Collected data:
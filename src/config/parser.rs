use crate::config::types::Config;
use crate::config::validation::validate;
use crate::ConfigError;
use sha2::{Digest, Sha256};
use std::path::Path;

/// Loads and parses a configuration file from the given path
///
/// # Arguments
///
/// * `path` - Path to the TOML configuration file
///
/// # Returns
///
/// * `Ok(Config)` - Successfully loaded and validated configuration
/// * `Err(ConfigError)` - Failed to load, parse, or validate the configuration
pub fn load_config(path: &Path) -> Result<Config, ConfigError> {
    let content = std::fs::read_to_string(path)?;
    parse_config(&content)
}

/// Parses and validates configuration text
pub fn parse_config(content: &str) -> Result<Config, ConfigError> {
    let config: Config = toml::from_str(content)?;
    validate(&config)?;
    Ok(config)
}

/// SHA-256 of the configuration file, hex encoded
///
/// Logged at startup so an archive can be traced back to the profile that
/// produced it.
pub fn compute_config_hash(path: &Path) -> Result<String, ConfigError> {
    Ok(hash_content(&std::fs::read_to_string(path)?))
}

fn hash_content(content: &str) -> String {
    hex::encode(Sha256::digest(content.as_bytes()))
}

/// Loads a configuration together with the hash of the exact text parsed
pub fn load_config_with_hash(path: &Path) -> Result<(Config, String), ConfigError> {
    let content = std::fs::read_to_string(path)?;
    let config = parse_config(&content)?;
    Ok((config, hash_content(&content)))
}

- **Prompt**
Each record is to be retyped exactly as written.

- **Your response**
filename src/config/parser.rs
use crate::config::types::Config;
use crate::config::validation::validate;
use crate::ConfigError;
use sha2::{Digest, Sha256};
use std::path::Path;

/// Loads and parses a configuration file from the given path
///
/// # Arguments
///
/// * `path` - Path to the TOML configuration file
///
/// # Returns
///
/// * `Ok(Config)` - Successfully loaded and validated configuration
/// * `Err(ConfigError)` - Failed to load, parse, or validate the configuration
pub fn load_config(path: &Path) -> Result<Config, ConfigError> {
    let content = std::fs::read_to_string(path)?;
    parse_config(&content)
}

/// Parses and validates configuration text
pub fn parse_config(content: &str) -> Result<Config, ConfigError> {
    let config: Config = toml::from_str(content)?;
    validate(&config)?;
    Ok(config)
}

/// SHA-256 of the configuration file, hex encoded
///
/// Logged at startup so an archive can be traced back to the profile that
/// produced it.
pub fn compute_config_hash(path: &Path) -> Result<String, ConfigError> {
    Ok(hash_content(&std::fs::read_to_string(path)?))
}

fn hash_content(content: &str) -> String {
    hex::encode(Sha256::digest(content.as_bytes()))
}

/// Loads a configuration together with the hash of the exact text parsed
pub fn load_config_with_hash(path: &Path) -> Result<(Config, String), ConfigError> {
    let content = std::fs::read_to_string(path)?;
    let config = parse_config(&content)?;
    Ok((config, hash_content(&content)))
}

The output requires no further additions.